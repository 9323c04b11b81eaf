//! Chapter writing: expands an outline into prose.

use llm::{estimate_tokens, GenerationRequest, LlmClient};
use std::sync::Arc;
use tracing::{debug, info};

use crate::config::StyleGuide;
use crate::error::GenerationError;
use crate::models::{Chapter, ChapterOutline, Character, StoryMemory};

const TEMPERATURE: f32 = 0.9;
const MAX_TOKENS: usize = 4096;

/// Writes full chapters from outlines.
pub struct ChapterWriter {
    client: Arc<dyn LlmClient>,
    style: StyleGuide,
}

impl ChapterWriter {
    pub fn new(client: Arc<dyn LlmClient>, style: StyleGuide) -> Self {
        Self { client, style }
    }

    /// Write the chapter described by `outline`.
    pub async fn write_chapter(
        &self,
        outline: &ChapterOutline,
        memory: &StoryMemory,
    ) -> Result<Chapter, GenerationError> {
        info!(chapter = outline.chapter_number, title = %outline.title, "Writing chapter");

        let prompt = writing_prompt(outline, memory);
        debug!(
            prompt_tokens = estimate_tokens(&prompt),
            target_words = outline.expected_word_count,
            "Writing prompt built"
        );

        let content = self
            .client
            .generate(
                GenerationRequest::new(prompt)
                    .with_system(system_prompt(&self.style))
                    .with_temperature(TEMPERATURE)
                    .with_max_tokens(MAX_TOKENS),
            )
            .await?;

        let chapter = Chapter::from_outline(outline, content.trim().to_string());
        info!(words = chapter.word_count, "Chapter written");
        Ok(chapter)
    }
}

/// House-style system prompt shared by writing and revision.
pub(crate) fn system_prompt(style: &StyleGuide) -> String {
    let mut prompt = format!(
        "You are a master storyteller writing a {} serial.\n\n\
         Your writing style:\n\
         - Vivid, cinematic descriptions\n\
         - Character-driven dialogue that reveals personality\n\
         - Balance action, emotion, and humor\n\
         - Build tension and release it strategically\n\
         - Rich sensory details\n\
         - Pacing: mix fast action with slower character moments\n\n\
         Tone: {}\n\
         Target length: ~{} words\n",
        style.name, style.tone, style.chapter.target_word_count
    );
    for rule in &style.guidelines {
        prompt.push_str(&format!("- {rule}\n"));
    }
    prompt.push_str(
        "\nWrite in present tense, third person.\n\
         Make every scene visual and emotionally engaging.\n\
         End with the specified cliffhanger.",
    );
    prompt
}

fn character_details(c: &Character) -> String {
    let mut out = format!("- {}: {}\n", c.name, c.personality);
    if let Some(speech) = c.speech_pattern.as_deref().filter(|s| !s.is_empty()) {
        out.push_str(&format!("  Speech: {speech}\n"));
    }
    if !c.quirks.is_empty() {
        out.push_str(&format!("  Quirks: {}\n", c.quirks.join(", ")));
    }
    out
}

fn writing_prompt(outline: &ChapterOutline, memory: &StoryMemory) -> String {
    let mut prompt = format!(
        "Write Chapter {}: {}\n\nSTORY: {} - {}\n\nCHAPTER SUMMARY:\n{}\n\n",
        outline.chapter_number, outline.title, memory.story_title, memory.world_name, outline.summary
    );

    if let Some(previous) = memory
        .latest_chapter()
        .filter(|ch| ch.chapter_number < outline.chapter_number)
    {
        prompt.push_str(&format!(
            "PREVIOUS CHAPTER:\n\"{}\" ended with: {}\nContinue naturally from this point.\n\n",
            previous.title, previous.cliffhanger
        ));
    }

    let known: Vec<&Character> = outline
        .scene_characters()
        .iter()
        .filter_map(|name| memory.find_character(name))
        .collect();
    if !known.is_empty() {
        prompt.push_str("CHARACTER DETAILS:\n");
        for c in known {
            prompt.push_str(&character_details(c));
        }
        prompt.push('\n');
    }

    prompt.push_str("SCENE STRUCTURE:\n");
    for (i, scene) in outline.scenes.iter().enumerate() {
        let or = |s: &str, default: &'static str| if s.is_empty() { default.to_string() } else { s.to_string() };
        prompt.push_str(&format!(
            "\nScene {}: {}\nPurpose: {}\nTone: {}\n",
            i + 1,
            or(&scene.location, "Unknown"),
            or(&scene.purpose, "Advance plot"),
            or(&scene.tone, "balanced")
        ));
        if !scene.characters.is_empty() {
            prompt.push_str(&format!("Characters: {}\n", scene.characters.join(", ")));
        }
    }
    prompt.push('\n');

    if !outline.key_events.is_empty() {
        prompt.push_str("KEY EVENTS TO INCLUDE:\n");
        for event in &outline.key_events {
            prompt.push_str(&format!("- {event}\n"));
        }
        prompt.push('\n');
    }

    if !outline.character_moments.is_empty() {
        prompt.push_str("CHARACTER DEVELOPMENT MOMENTS:\n");
        for (name, moment) in &outline.character_moments {
            prompt.push_str(&format!("- {name}: {moment}\n"));
        }
        prompt.push('\n');
    }

    if !outline.themes_present.is_empty() {
        prompt.push_str(&format!(
            "THEMES TO WEAVE IN: {}\n\n",
            outline.themes_present.join(", ")
        ));
    }

    if !outline.foreshadowing.is_empty() {
        prompt.push_str("FORESHADOWING (subtle hints):\n");
        for hint in &outline.foreshadowing {
            prompt.push_str(&format!("- {hint}\n"));
        }
        prompt.push('\n');
    }

    prompt.push_str(&format!(
        "ENDING:\nMust end with this cliffhanger ({}):\n{}\n\n---\n\n\
         Now write the full chapter. Show, don't tell. Use dialogue to reveal character.\n\n\
         Begin the chapter now:",
        outline.cliffhanger_type, outline.cliffhanger
    ));
    prompt
}
//! Story persistence and recall.
//!
//! - [`JsonStore`]: the story state file, backups and chapter markdown
//! - [`VectorStore`]: a small embedded similarity index over chapters, events and threads
//! - [`SmartRetriever`]: planning context mixing recency, relevance and surprise

pub mod json_store;
pub mod retrieval;
pub mod vector_store;

pub use json_store::{BackupInfo, JsonStore, StoreError};
pub use retrieval::{
    ChapterDigest, PlanningContext, RelevantChapter, RelevantEvent, RetrievalLimits,
    SmartRetriever, SurpriseCallback, ThreadDigest, ThreadHistoryEntry,
};
pub use vector_store::{
    Embedder, HashingEmbedder, OpenAiEmbedder, SearchResult, VectorError, VectorStats,
    VectorStore,
};
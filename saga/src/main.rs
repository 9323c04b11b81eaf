//! Saga - a serialized story engine on the command line.
//!
//! With no subcommand, runs an interactive menu:
//!
//! ```bash
//! cargo run -p saga
//! ```
//!
//! Scripted use:
//!
//! ```bash
//! cargo run -p saga -- init
//! cargo run -p saga -- generate --count 3
//! cargo run -p saga -- search "the warship"
//! ```

mod menu;

use anyhow::{Context, Result};
use clap::{Parser, Subcommand};
use saga_core::config::{Settings, WorldSeed};
use saga_core::memory::JsonStore;
use saga_core::StoryEngine;
use std::path::PathBuf;
use tracing_subscriber::{layer::SubscriberExt, util::SubscriberInitExt};

#[derive(Parser)]
#[command(name = "saga")]
#[command(version)]
#[command(about = "Plans, writes, checks and remembers the chapters of a serialized story")]
struct Cli {
    /// Directory for story memory and chapter files
    #[arg(long, env = "SAGA_DATA_DIR", default_value = "data")]
    data_dir: PathBuf,

    /// Directory holding llm_config.yaml, style_guide.yaml and world_seed.yaml
    #[arg(long, env = "SAGA_CONFIG_DIR", default_value = "config")]
    config_dir: PathBuf,

    /// Enable verbose logging
    #[arg(short, long)]
    verbose: bool,

    #[command(subcommand)]
    command: Option<Commands>,
}

#[derive(Subcommand)]
enum Commands {
    /// Start a new story from world_seed.yaml
    Init {
        /// Replace an existing story (it is backed up first)
        #[arg(long)]
        force: bool,
    },

    /// Generate the next chapters
    Generate {
        /// Number of chapters to generate
        #[arg(short = 'n', long, default_value_t = 1)]
        count: u32,
    },

    /// Show story statistics
    Stats,

    /// List memory backups, newest first
    Backups,

    /// Restore story memory from a backup
    Restore {
        /// Backup file name as shown by `saga backups`
        name: String,
    },

    /// Search past events (or chapters) by meaning
    Search {
        query: String,

        /// Maximum number of results
        #[arg(short = 'n', long, default_value_t = 5)]
        limit: usize,

        /// Search chapter summaries instead of events
        #[arg(long)]
        chapters: bool,
    },

    /// Show how a plot thread has developed
    Thread {
        /// Thread name
        name: String,
    },
}

#[tokio::main]
async fn main() -> Result<()> {
    dotenvy::dotenv().ok();
    let cli = Cli::parse();

    // Initialize logging
    let log_level = if cli.verbose {
        "debug".to_string()
    } else {
        std::env::var("LOG_LEVEL").unwrap_or_else(|_| "info".to_string())
    };
    tracing_subscriber::registry()
        .with(
            tracing_subscriber::EnvFilter::try_from_default_env().unwrap_or_else(|_| {
                format!("saga={log_level},saga_core={log_level},llm={log_level}").into()
            }),
        )
        .with(tracing_subscriber::fmt::layer().with_target(false))
        .init();

    let settings = Settings::from_env()
        .with_data_dir(cli.data_dir)
        .with_config_dir(cli.config_dir);

    match cli.command {
        None => menu::run(&settings).await,
        Some(Commands::Init { force }) => init(&settings, force).await,
        Some(Commands::Generate { count }) => generate(&settings, count).await,
        Some(Commands::Stats) => {
            let engine = open_engine(&settings).await?;
            println!("{}", engine.stats()?);
            Ok(())
        }
        Some(Commands::Backups) => list_backups(&settings).await,
        Some(Commands::Restore { name }) => {
            store(&settings).await?.restore_backup(&name).await?;
            println!("Restored {name}");
            Ok(())
        }
        Some(Commands::Search { query, limit, chapters }) => {
            search(&settings, &query, limit, chapters).await
        }
        Some(Commands::Thread { name }) => thread(&settings, &name).await,
    }
}

pub(crate) async fn open_engine(settings: &Settings) -> Result<StoryEngine> {
    StoryEngine::from_settings(settings)
        .await
        .context("Failed to start the story engine")
}

// Backups need no API key.
async fn store(settings: &Settings) -> Result<JsonStore> {
    Ok(JsonStore::open(settings.memory_dir(), settings.chapters_dir()).await?)
}

pub(crate) fn load_seed(settings: &Settings) -> Result<WorldSeed> {
    WorldSeed::load(&settings.config_dir).context("Failed to load the world seed")
}

async fn init(settings: &Settings, force: bool) -> Result<()> {
    let mut engine = open_engine(settings).await?;
    if engine.has_story() && !force {
        anyhow::bail!("A story already exists; pass --force to replace it");
    }
    let seed = load_seed(settings)?;
    let memory = engine.initialize_new_story(&seed).await?;
    menu::print_initialized(memory);
    Ok(())
}

async fn generate(settings: &Settings, count: u32) -> Result<()> {
    let mut engine = open_engine(settings).await?;
    for i in 0..count {
        let report = engine
            .generate_chapter()
            .await
            .with_context(|| format!("Chapter {} of {count} failed", i + 1))?;
        menu::print_report(&report);
    }
    Ok(())
}

async fn list_backups(settings: &Settings) -> Result<()> {
    let backups = store(settings).await?.list_backups().await?;
    if backups.is_empty() {
        println!("No backups yet");
    }
    for backup in backups {
        println!("{}", backup.name);
    }
    Ok(())
}

async fn search(settings: &Settings, query: &str, limit: usize, chapters: bool) -> Result<()> {
    let engine = open_engine(settings).await?;
    let hits = if chapters {
        engine.search_chapters(query, limit).await?
    } else {
        engine.search_events(query, limit).await?
    };
    if hits.is_empty() {
        println!("No matches");
    }
    for hit in hits {
        let chapter = hit.meta_u64("chapter_number").unwrap_or_default();
        println!("[{:.2}] ch {chapter}: {}", hit.relevance(), preview(&hit.document, 100));
    }
    Ok(())
}

async fn thread(settings: &Settings, name: &str) -> Result<()> {
    let engine = open_engine(settings).await?;
    let history = engine.thread_history(name)?;
    if history.is_empty() {
        println!("No developments recorded for '{name}'");
    }
    for entry in history {
        let title = entry
            .chapter
            .as_ref()
            .map(|c| format!(" ({})", c.title))
            .unwrap_or_default();
        println!("{}{title}: {}", entry.chapter_id, entry.description);
    }
    Ok(())
}

fn preview(text: &str, max_chars: usize) -> String {
    let flat = text.split_whitespace().collect::<Vec<_>>().join(" ");
    match flat.char_indices().nth(max_chars) {
        Some((cut, _)) => format!("{}...", &flat[..cut]),
        None => flat,
    }
}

======

◆ **PROBLEM STATEMENT**:
Word for word, reproduce the listing above from its start up to and including the line that has "writing and revision.". Give only those lines.

◆ **TASK RESPONSE**:
repository 9323c04b11b81eaf
//! Chapter writing: expands an outline into prose.

use llm::{estimate_tokens, GenerationRequest, LlmClient};
use std::sync::Arc;
use tracing::{debug, info};

use crate::config::StyleGuide;
use crate::error::GenerationError;
use crate::models::{Chapter, ChapterOutline, Character, StoryMemory};

const TEMPERATURE: f32 = 0.9;
const MAX_TOKENS: usize = 4096;

/// Writes full chapters from outlines.
pub struct ChapterWriter {
    client: Arc<dyn LlmClient>,
    style: StyleGuide,
}

impl ChapterWriter {
    pub fn new(client: Arc<dyn LlmClient>, style: StyleGuide) -> Self {
        Self { client, style }
    }

    /// Write the chapter described by `outline`.
    pub async fn write_chapter(
        &self,
        outline: &ChapterOutline,
        memory: &StoryMemory,
    ) -> Result<Chapter, GenerationError> {
        info!(chapter = outline.chapter_number, title = %outline.title, "Writing chapter");

        let prompt = writing_prompt(outline, memory);
        debug!(
            prompt_tokens = estimate_tokens(&prompt),
            target_words = outline.expected_word_count,
            "Writing prompt built"
        );

        let content = self
            .client
            .generate(
                GenerationRequest::new(prompt)
                    .with_system(system_prompt(&self.style))
                    .with_temperature(TEMPERATURE)
                    .with_max_tokens(MAX_TOKENS),
            )
            .await?;

        let chapter = Chapter::from_outline(outline, content.trim().to_string());
        info!(words = chapter.word_count, "Chapter written");
        Ok(chapter)
    }
}

/// House-style system prompt shared by writing and revision.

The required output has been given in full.